Federal appeals court considering Mississippi’s 15-week abortion ban

October 7, 2019 CNA Daily News 1

Jackson, Miss., Oct 7, 2019 / 11:06 am (CNA).- A federal appeals court is considering a Mississippi law ban most abortions after 15 weeks of pregnancy. The law was signed in 2018 but is not currently in effect.

The law allows abortions after 15 weeks of pregnancy only when the mother’s life or a major bodily function is in danger, or when the unborn child has a severe abnormality and is not expected to be able to live outside the womb at full term. Exceptions are not granted for pregnancies resulting from rape or incest.

Under the law, physicians knowingly in violation can lose their state medical licenses, and receive a civil penalty of up to $500 if they falsify records about the circumstances of the procedure.

Republican Gov. Phil Bryant signed the legislation March 19, 2018, saying, “I am committed to making Mississippi the safest place in America for an unborn child, and this bill will help us achieve that goal.”

The law was immediately challenged by the Center for Reproductive Rights, which argued that the Supreme Court has held that states may not restrict abortion before the unborn baby is viable – around 23 or 24 weeks.

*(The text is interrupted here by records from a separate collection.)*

//! Checked access to positional host arguments.
//!
//! Positions are 1-based in error messages, as the host sees them.

use std::ffi::CString;

use super::value::{BufferRef, DirRef, Value};
use super::CallError;

pub(crate) struct Args<'a> {
    func: &'static str,
    values: &'a [Value],
}

impl<'a> Args<'a> {
    pub(crate) fn new(func: &'static str, values: &'a [Value]) -> Self {
        Self { func, values }
    }

    fn get(&self, i: usize) -> &Value {
        self.values.get(i).unwrap_or(&Value::Nil)
    }

    fn bad(&self, i: usize, expected: &'static str) -> CallError {
        CallError::BadArgument {
            func: self.func,
            position: i + 1,
            expected,
            got: self.get(i).type_name(),
        }
    }

    pub(crate) fn is_nil(&self, i: usize) -> bool {
        matches!(self.get(i), Value::Nil)
    }

    pub(crate) fn int(&self, i: usize) -> Result<i64, CallError> {
        self.get(i).as_int().ok_or_else(|| self.bad(i, "integer"))
    }

    pub(crate) fn opt_int(&self, i: usize, default: i64) -> Result<i64, CallError> {
        if self.is_nil(i) {
            return Ok(default);
        }
        self.int(i)
    }

    /// Integer that must fit a C `int`.
    pub(crate) fn i32(&self, i: usize) -> Result<i32, CallError> {
        i32::try_from(self.int(i)?).map_err(|_| self.bad(i, "32-bit integer"))
    }

    pub(crate) fn opt_i32(&self, i: usize, default: i32) -> Result<i32, CallError> {
        if self.is_nil(i) {
            return Ok(default);
        }
        self.i32(i)
    }

    /// Non-negative integer used as a size or offset.
    pub(crate) fn usize(&self, i: usize) -> Result<usize, CallError> {
        usize::try_from(self.int(i)?).map_err(|_| self.bad(i, "non-negative integer"))
    }

    pub(crate) fn opt_usize(&self, i: usize, default: usize) -> Result<usize, CallError> {
        if self.is_nil(i) {
            return Ok(default);
        }
        self.usize(i)
    }

    pub(crate) fn bytes(&self, i: usize) -> Result<&'a [u8], CallError> {
        match self.values.get(i) {
            Some(Value::Str(s)) => Ok(s),
            _ => Err(self.bad(i, "string")),
        }
    }

    pub(crate) fn opt_bytes(&self, i: usize) -> Result<Option<&'a [u8]>, CallError> {
        if self.is_nil(i) {
            return Ok(None);
        }
        self.bytes(i).map(Some)
    }

    /// String argument passed to the kernel as a C string.
    pub(crate) fn cstr(&self, i: usize) -> Result<CString, CallError> {
        CString::new(self.bytes(i)?).map_err(|_| self.bad(i, "string without NUL"))
    }

    pub(crate) fn truthy(&self, i: usize) -> bool {
        self.get(i).is_truthy()
    }

    pub(crate) fn buffer(&self, i: usize) -> Result<BufferRef, CallError> {
        match self.get(i) {
            Value::Buffer(mb) => Ok(mb.clone()),
            _ => Err(self.bad(i, "buffer")),
        }
    }

    pub(crate) fn dir(&self, i: usize) -> Result<DirRef, CallError> {
        match self.get(i) {
            Value::Dir(dir) => Ok(dir.clone()),
            _ => Err(self.bad(i, "dir")),
        }
    }

    /// List of strings, as used for `argv` / `envp`.
    pub(crate) fn cstr_list(&self, i: usize) -> Result<Vec<CString>, CallError> {
        let Value::List(items) = self.get(i) else {
            return Err(self.bad(i, "list of strings"));
        };
        items
            .iter()
            .map(|item| match item {
                Value::Str(s) => CString::new(s.as_slice()).ok(),
                _ => None,
            })
            .collect::<Option<Vec<_>>>()
            .ok_or_else(|| self.bad(i, "list of strings"))
    }

    pub(crate) fn value(&self, i: usize) -> &Value {
        self.get(i)
    }
}
//! Dynamically typed values exchanged with the scripting host.

use std::cell::RefCell;
use std::fmt;
use std::rc::Rc;

use l5_mb::MemBuf;

use crate::fs::Dir;

/// Shared handle to a scratch buffer owned by the host.
pub type BufferRef = Rc<RefCell<MemBuf>>;

/// Shared handle to an open directory stream.
pub type DirRef = Rc<RefCell<Dir>>;

#[derive(Debug, Clone)]
pub enum Value {
    Nil,
    Bool(bool),
    Int(i64),
    /// Byte string; not necessarily UTF-8.
    Str(Vec<u8>),
    List(Vec<Value>),
    Buffer(BufferRef),
    Dir(DirRef),
}

impl Value {
    pub fn str(bytes: impl Into<Vec<u8>>) -> Self {
        Value::Str(bytes.into())
    }

    pub fn buffer(mb: MemBuf) -> Self {
        Value::Buffer(Rc::new(RefCell::new(mb)))
    }

    pub fn dir(dir: Dir) -> Self {
        Value::Dir(Rc::new(RefCell::new(dir)))
    }

    /// Only `Nil` and `Bool(false)` are false.
    pub fn is_truthy(&self) -> bool {
        !matches!(self, Value::Nil | Value::Bool(false))
    }

    pub fn type_name(&self) -> &'static str {
        match self {
            Value::Nil => "nil",
            Value::Bool(_) => "boolean",
            Value::Int(_) => "integer",
            Value::Str(_) => "string",
            Value::List(_) => "list",
            Value::Buffer(_) => "buffer",
            Value::Dir(_) => "dir",
        }
    }

    pub fn as_int(&self) -> Option<i64> {
        match self {
            Value::Int(i) => Some(*i),
            _ => None,
        }
    }

    pub fn as_bytes(&self) -> Option<&[u8]> {
        match self {
            Value::Str(s) => Some(s),
            _ => None,
        }
    }
}

/// Handles compare by identity, everything else by value.
impl PartialEq for Value {
    fn eq(&self, other: &Self) -> bool {
        match (self, other) {
            (Value::Nil, Value::Nil) => true,
            (Value::Bool(a), Value::Bool(b)) => a == b,
            (Value::Int(a), Value::Int(b)) => a == b,
            (Value::Str(a), Value::Str(b)) => a == b,
            (Value::List(a), Value::List(b)) => a == b,
            (Value::Buffer(a), Value::Buffer(b)) => Rc::ptr_eq(a, b),
            (Value::Dir(a), Value::Dir(b)) => Rc::ptr_eq(a, b),
            _ => false,
        }
    }
}

impl From<i64> for Value {
    fn from(i: i64) -> Self {
        Value::Int(i)
    }
}

impl From<bool> for Value {
    fn from(b: bool) -> Self {
        Value::Bool(b)
    }
}

impl From<&str> for Value {
    fn from(s: &str) -> Self {
        Value::Str(s.as_bytes().to_vec())
    }
}

impl From<Vec<u8>> for Value {
    fn from(s: Vec<u8>) -> Self {
        Value::Str(s)
    }
}

impl fmt::Display for Value {
    fn fmt(&self, f: &mut fmt::Formatter<'_>) -> fmt::Result {
        match self {
            Value::Nil => write!(f, "nil"),
            Value::Bool(b) => write!(f, "{}", b),
            Value::Int(i) => write!(f, "{}", i),
            Value::Str(s) => {
                for b in s.iter().flat_map(|b| std::ascii::escape_default(*b)) {
                    write!(f, "{}", b as char)?;
                }
                Ok(())
            }
            Value::List(items) => {
                write!(f, "{{")?;
                for (i, item) in items.iter().enumerate() {
                    if i > 0 {
                        write!(f, ", ")?;
                    }
                    write!(f, "{}", item)?;
                }
                write!(f, "}}")
            }
            Value::Buffer(mb) => write!(f, "buffer({})", mb.borrow().len()),
            Value::Dir(dir) => {
                let state = if dir.borrow().is_closed() { "closed" } else { "open" };
                write!(f, "dir({})", state)
            }
        }
    }
}

#[cfg(test)]
mod tests {
    use super::*;

    #[test]
    fn test_truthiness() {
        assert!(!Value::Nil.is_truthy());
        assert!(!Value::Bool(false).is_truthy());
        assert!(Value::Int(0).is_truthy());
        assert!(Value::str("").is_truthy());
    }

    #[test]
    fn test_display() {
        assert_eq!(Value::Nil.to_string(), "nil");
        assert_eq!(Value::Int(-3).to_string(), "-3");
        assert_eq!(Value::str(&b"a\x00b"[..]).to_string(), "a\\x00b");
        let list = Value::List(vec![Value::Int(1), Value::from("x")]);
        assert_eq!(list.to_string(), "{1, x}");
        let mb = Value::buffer(MemBuf::new(16).unwrap());
        assert_eq!(mb.to_string(), "buffer(16)");
    }

    #[test]
    fn test_handle_identity() {
        let a = Value::buffer(MemBuf::new(8).unwrap());
        let b = Value::buffer(MemBuf::new(8).unwrap());
        assert_eq!(a, a.clone());
        assert_ne!(a, b);
    }
}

U.S. District Judge Carlton Reeves issued a temporary injunction against the law one day after it was passed. He issued a ruling against the law in November 2018.

Mississippi state attorneys are appealing to the 5th U.S. Circuit Court of Appeals. Arguments in the case are being heard Oct. 7.

In defending the law, the state argued that it has an interest in protecting the life of the unborn, as well as maternal health. State attorneys have pointed to an increased risk of complications for the mother when abortion is performed further into the pregnancy. They have also made a case that unborn babies are capable of feeling pain prior to viability.

“We are saving more of the unborn than any state in America, and what better thing we could do?” Bryant said upon signing the law, noting that he anticipated lawsuits, but that “It’ll be worth fighting over.”

The legislation was also applauded by the bishops of Mississippi for protecting unborn human life.

Prior to the passage of the 2018 law, Mississippi barred abortion at 20 weeks into pregnancy. It also requires that those performing abortions be board-certified or -eligible obstetrician-gynecologists, and that a woman receive in-person counseling and wait 24 hours before receiving an abortion.

Only one abortion clinic remains in Mississippi. Jackson Women’s Health Organization performs abortions up to 16 weeks, the Associated Press reports.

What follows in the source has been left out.